### [Your assignment]
Only the lines from the line containing "In production: wraps" to the end of the records, both included, belong in the answer, copied exactly.

Saved data entries

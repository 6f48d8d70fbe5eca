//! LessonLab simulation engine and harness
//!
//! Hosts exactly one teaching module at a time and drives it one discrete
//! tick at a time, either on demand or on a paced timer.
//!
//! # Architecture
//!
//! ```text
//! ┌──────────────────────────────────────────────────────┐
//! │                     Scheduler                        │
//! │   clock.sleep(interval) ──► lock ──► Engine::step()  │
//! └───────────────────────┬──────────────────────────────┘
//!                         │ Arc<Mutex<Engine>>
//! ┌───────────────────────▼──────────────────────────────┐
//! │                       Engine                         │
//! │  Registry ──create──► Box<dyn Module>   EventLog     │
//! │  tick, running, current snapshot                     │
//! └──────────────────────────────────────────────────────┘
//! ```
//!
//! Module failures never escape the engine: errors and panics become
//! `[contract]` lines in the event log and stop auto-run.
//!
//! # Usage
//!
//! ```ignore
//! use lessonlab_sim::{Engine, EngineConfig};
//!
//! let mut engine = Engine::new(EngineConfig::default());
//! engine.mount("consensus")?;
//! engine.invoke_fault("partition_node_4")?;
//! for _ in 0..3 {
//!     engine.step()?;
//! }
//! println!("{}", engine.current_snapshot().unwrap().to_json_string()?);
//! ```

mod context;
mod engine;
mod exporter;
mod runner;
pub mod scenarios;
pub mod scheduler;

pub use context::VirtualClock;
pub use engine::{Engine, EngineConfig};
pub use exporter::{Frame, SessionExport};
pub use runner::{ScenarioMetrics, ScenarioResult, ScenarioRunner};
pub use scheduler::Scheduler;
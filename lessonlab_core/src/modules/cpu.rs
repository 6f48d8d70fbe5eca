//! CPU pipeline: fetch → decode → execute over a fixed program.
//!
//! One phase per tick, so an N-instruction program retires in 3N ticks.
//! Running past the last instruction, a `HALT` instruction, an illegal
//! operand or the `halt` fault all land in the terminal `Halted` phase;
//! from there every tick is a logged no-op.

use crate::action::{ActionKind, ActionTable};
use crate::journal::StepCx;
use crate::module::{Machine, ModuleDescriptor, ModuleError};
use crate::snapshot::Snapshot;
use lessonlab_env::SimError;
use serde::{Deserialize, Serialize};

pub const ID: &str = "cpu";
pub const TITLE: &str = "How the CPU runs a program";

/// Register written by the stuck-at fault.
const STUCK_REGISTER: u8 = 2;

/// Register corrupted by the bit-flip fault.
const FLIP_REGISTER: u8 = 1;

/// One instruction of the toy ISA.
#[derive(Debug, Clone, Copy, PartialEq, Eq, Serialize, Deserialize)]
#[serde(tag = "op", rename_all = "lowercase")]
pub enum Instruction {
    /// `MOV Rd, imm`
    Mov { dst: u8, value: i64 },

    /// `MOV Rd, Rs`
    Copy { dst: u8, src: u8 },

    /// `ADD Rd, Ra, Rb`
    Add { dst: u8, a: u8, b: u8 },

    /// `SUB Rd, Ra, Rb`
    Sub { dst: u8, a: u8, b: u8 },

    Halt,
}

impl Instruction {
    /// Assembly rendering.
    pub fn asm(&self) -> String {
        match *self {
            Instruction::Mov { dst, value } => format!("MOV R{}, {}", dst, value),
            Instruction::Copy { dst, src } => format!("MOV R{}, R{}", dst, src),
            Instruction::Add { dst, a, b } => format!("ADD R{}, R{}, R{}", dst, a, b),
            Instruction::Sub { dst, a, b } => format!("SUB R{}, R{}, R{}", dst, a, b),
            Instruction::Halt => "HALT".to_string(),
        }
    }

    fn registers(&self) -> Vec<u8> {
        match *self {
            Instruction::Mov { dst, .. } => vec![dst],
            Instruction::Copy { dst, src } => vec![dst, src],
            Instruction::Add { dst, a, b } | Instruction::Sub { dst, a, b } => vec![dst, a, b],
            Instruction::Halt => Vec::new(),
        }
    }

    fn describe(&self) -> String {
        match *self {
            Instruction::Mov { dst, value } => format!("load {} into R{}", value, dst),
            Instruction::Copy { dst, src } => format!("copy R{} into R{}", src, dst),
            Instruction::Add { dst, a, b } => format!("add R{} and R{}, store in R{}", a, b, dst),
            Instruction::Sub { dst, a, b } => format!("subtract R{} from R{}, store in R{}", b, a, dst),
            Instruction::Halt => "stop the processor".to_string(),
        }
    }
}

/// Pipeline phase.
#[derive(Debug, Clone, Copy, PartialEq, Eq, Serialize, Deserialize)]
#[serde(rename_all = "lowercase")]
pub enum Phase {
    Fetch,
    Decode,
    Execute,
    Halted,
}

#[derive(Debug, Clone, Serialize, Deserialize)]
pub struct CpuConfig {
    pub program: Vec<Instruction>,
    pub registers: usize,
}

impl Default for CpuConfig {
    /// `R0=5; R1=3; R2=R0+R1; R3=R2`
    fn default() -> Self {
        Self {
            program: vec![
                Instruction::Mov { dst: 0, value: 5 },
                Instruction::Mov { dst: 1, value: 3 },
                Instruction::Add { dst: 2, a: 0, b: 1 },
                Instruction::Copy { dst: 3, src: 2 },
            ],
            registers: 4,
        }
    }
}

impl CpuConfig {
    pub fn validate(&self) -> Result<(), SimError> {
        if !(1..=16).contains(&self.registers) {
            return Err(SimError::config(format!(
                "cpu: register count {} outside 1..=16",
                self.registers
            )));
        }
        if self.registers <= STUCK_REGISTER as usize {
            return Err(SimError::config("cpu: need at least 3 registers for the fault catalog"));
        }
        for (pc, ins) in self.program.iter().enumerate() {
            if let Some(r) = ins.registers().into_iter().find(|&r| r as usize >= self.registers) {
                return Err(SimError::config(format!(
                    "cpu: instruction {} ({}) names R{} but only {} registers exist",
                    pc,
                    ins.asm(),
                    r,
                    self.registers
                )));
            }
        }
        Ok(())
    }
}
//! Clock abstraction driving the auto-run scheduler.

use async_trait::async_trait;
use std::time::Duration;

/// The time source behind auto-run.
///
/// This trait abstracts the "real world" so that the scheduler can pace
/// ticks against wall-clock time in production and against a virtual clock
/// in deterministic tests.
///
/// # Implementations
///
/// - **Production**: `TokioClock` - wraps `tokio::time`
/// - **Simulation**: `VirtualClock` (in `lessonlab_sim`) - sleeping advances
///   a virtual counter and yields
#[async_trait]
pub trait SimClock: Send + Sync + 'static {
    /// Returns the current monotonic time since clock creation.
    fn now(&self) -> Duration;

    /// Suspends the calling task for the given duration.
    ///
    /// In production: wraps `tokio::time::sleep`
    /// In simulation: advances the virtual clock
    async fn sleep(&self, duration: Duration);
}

### [Answer space]
    /// In production: wraps `tokio::time::sleep`
    /// In simulation: advances the virtual clock
    async fn sleep(&self, duration: Duration);
}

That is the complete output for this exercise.